- _Exercise materials_:
Content starts

//! GeoJSON training sites and study-area boundaries

use crate::core::extract::TrainingSite;
use crate::types::{LandCoverError, LandCoverResult};
use geo::{Geometry, MultiPolygon, Polygon};
use geojson::{Feature, GeoJson};
use serde_json::Value as JsonValue;
use std::path::Path;

fn features(geojson: GeoJson) -> Vec<Feature> {
    match geojson {
        GeoJson::FeatureCollection(fc) => fc.features,
        GeoJson::Feature(f) => vec![f],
        GeoJson::Geometry(g) => vec![Feature {
            bbox: None,
            geometry: Some(g),
            id: None,
            properties: None,
            foreign_members: None,
        }],
    }
}

fn label_of(value: &JsonValue) -> Option<String> {
    match value {
        JsonValue::String(s) if !s.trim().is_empty() => Some(s.trim().to_string()),
        JsonValue::Number(n) => Some(n.to_string()),
        JsonValue::Bool(b) => Some(b.to_string()),
        _ => None,
    }
}

/// Parse labeled training sites from GeoJSON text.
///
/// Each feature's `label_property` supplies its class; numbers are used as
/// their decimal text. Features lacking a geometry, a usable label or a
/// point/polygon geometry are skipped with a warning.
pub fn parse_training_sites(text: &str, label_property: &str) -> LandCoverResult<Vec<TrainingSite>> {
    let geojson: GeoJson = text.parse()?;
    let mut sites = Vec::new();
    let mut skipped = 0usize;

    for (i, feature) in features(geojson).into_iter().enumerate() {
        let Some(label) = feature.property(label_property).and_then(label_of) else {
            log::warn!("Feature {} has no usable '{}' property, skipped", i, label_property);
            skipped += 1;
            continue;
        };
        let Some(geometry) = feature.geometry else {
            log::warn!("Feature {} ({}) has no geometry, skipped", i, label);
            skipped += 1;
            continue;
        };
        let geometry = Geometry::<f64>::try_from(geometry)?;
        match geometry {
            Geometry::Point(_)
            | Geometry::MultiPoint(_)
            | Geometry::Polygon(_)
            | Geometry::MultiPolygon(_) => sites.push(TrainingSite { geometry, label }),
            other => {
                log::warn!("Feature {} ({}) has unsupported geometry {:?}, skipped", i, label, other);
                skipped += 1;
            }
        }
    }

    log::info!("Parsed {} training sites ({} skipped)", sites.len(), skipped);
    Ok(sites)
}

pub fn read_training_sites<P: AsRef<Path>>(
    path: P,
    label_property: &str,
) -> LandCoverResult<Vec<TrainingSite>> {
    log::info!("Reading training sites from {}", path.as_ref().display());
    let text = std::fs::read_to_string(path.as_ref())?;
    parse_training_sites(&text, label_property)
}

/// Merge every polygon in a GeoJSON document into one study-area boundary.
pub fn parse_study_area(text: &str) -> LandCoverResult<Geometry<f64>> {
    let geojson: GeoJson = text.parse()?;
    let mut polygons: Vec<Polygon<f64>> = Vec::new();
    for feature in features(geojson) {
        let Some(geometry) = feature.geometry else {
            continue;
        };
        match Geometry::<f64>::try_from(geometry)? {
            Geometry::Polygon(p) => polygons.push(p),
            Geometry::MultiPolygon(mp) => polygons.extend(mp.0),
            other => log::warn!("Ignoring non-polygon study-area geometry {:?}", other),
        }
    }
    if polygons.is_empty() {
        return Err(LandCoverError::GeoJson(
            "study area contains no polygon".to_string(),
        ));
    }
    log::debug!("Study area made of {} polygons", polygons.len());
    Ok(Geometry::MultiPolygon(MultiPolygon(polygons)))
}

pub fn read_study_area<P: AsRef<Path>>(path: P) -> LandCoverResult<Geometry<f64>> {
    log::info!("Reading study area from {}", path.as_ref().display());
    let text = std::fs::read_to_string(path.as_ref())?;
    parse_study_area(&text)
}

Content ends

- _What this task involves_: Quote the whole listing above, leaving nothing out.

- _Result_:
//! GeoJSON training sites and study-area boundaries

use crate::core::extract::TrainingSite;
use crate::types::{LandCoverError, LandCoverResult};
use geo::{Geometry, MultiPolygon, Polygon};
use geojson::{Feature, GeoJson};
use serde_json::Value as JsonValue;
use std::path::Path;

fn features(geojson: GeoJson) -> Vec<Feature> {
    match geojson {
        GeoJson::FeatureCollection(fc) => fc.features,
        GeoJson::Feature(f) => vec![f],
        GeoJson::Geometry(g) => vec![Feature {
            bbox: None,
            geometry: Some(g),
            id: None,
            properties: None,
            foreign_members: None,
        }],
    }
}

fn label_of(value: &JsonValue) -> Option<String> {
    match value {
        JsonValue::String(s) if !s.trim().is_empty() => Some(s.trim().to_string()),
        JsonValue::Number(n) => Some(n.to_string()),
        JsonValue::Bool(b) => Some(b.to_string()),
        _ => None,
    }
}

/// Parse labeled training sites from GeoJSON text.
///
/// Each feature's `label_property` supplies its class; numbers are used as
/// their decimal text. Features lacking a geometry, a usable label or a
/// point/polygon geometry are skipped with a warning.
pub fn parse_training_sites(text: &str, label_property: &str) -> LandCoverResult<Vec<TrainingSite>> {
    let geojson: GeoJson = text.parse()?;
    let mut sites = Vec::new();
    let mut skipped = 0usize;

    for (i, feature) in features(geojson).into_iter().enumerate() {
        let Some(label) = feature.property(label_property).and_then(label_of) else {
            log::warn!("Feature {} has no usable '{}' property, skipped", i, label_property);
            skipped += 1;
            continue;
        };
        let Some(geometry) = feature.geometry else {
            log::warn!("Feature {} ({}) has no geometry, skipped", i, label);
            skipped += 1;
            continue;
        };
        let geometry = Geometry::<f64>::try_from(geometry)?;
        match geometry {
            Geometry::Point(_)
            | Geometry::MultiPoint(_)
            | Geometry::Polygon(_)
            | Geometry::MultiPolygon(_) => sites.push(TrainingSite { geometry, label }),
            other => {
                log::warn!("Feature {} ({}) has unsupported geometry {:?}, skipped", i, label, other);
                skipped += 1;
            }
        }
    }

    log::info!("Parsed {} training sites ({} skipped)", sites.len(), skipped);
    Ok(sites)
}

pub fn read_training_sites<P: AsRef<Path>>(
    path: P,
    label_property: &str,
) -> LandCoverResult<Vec<TrainingSite>> {
    log::info!("Reading training sites from {}", path.as_ref().display());
    let text = std::fs::read_to_string(path.as_ref())?;
    parse_training_sites(&text, label_property)
}

/// Merge every polygon in a GeoJSON document into one study-area boundary.
pub fn parse_study_area(text: &str) -> LandCoverResult<Geometry<f64>> {
    let geojson: GeoJson = text.parse()?;
    let mut polygons: Vec<Polygon<f64>> = Vec::new();
    for feature in features(geojson) {
        let Some(geometry) = feature.geometry else {
            continue;
        };
        match Geometry::<f64>::try_from(geometry)? {
            Geometry::Polygon(p) => polygons.push(p),
            Geometry::MultiPolygon(mp) => polygons.extend(mp.0),
            other => log::warn!("Ignoring non-polygon study-area geometry {:?}", other),
        }
    }
    if polygons.is_empty() {
        return Err(LandCoverError::GeoJson(
            "study area contains no polygon".to_string(),
        ));
    }
    log::debug!("Study area made of {} polygons", polygons.len());
    Ok(Geometry::MultiPolygon(MultiPolygon(polygons)))
}

pub fn read_study_area<P: AsRef<Path>>(path: P) -> LandCoverResult<Geometry<f64>> {
    log::info!("Reading study area from {}", path.as_ref().display());
    let text = std::fs::read_to_string(path.as_ref())?;
    parse_study_area(&text)
}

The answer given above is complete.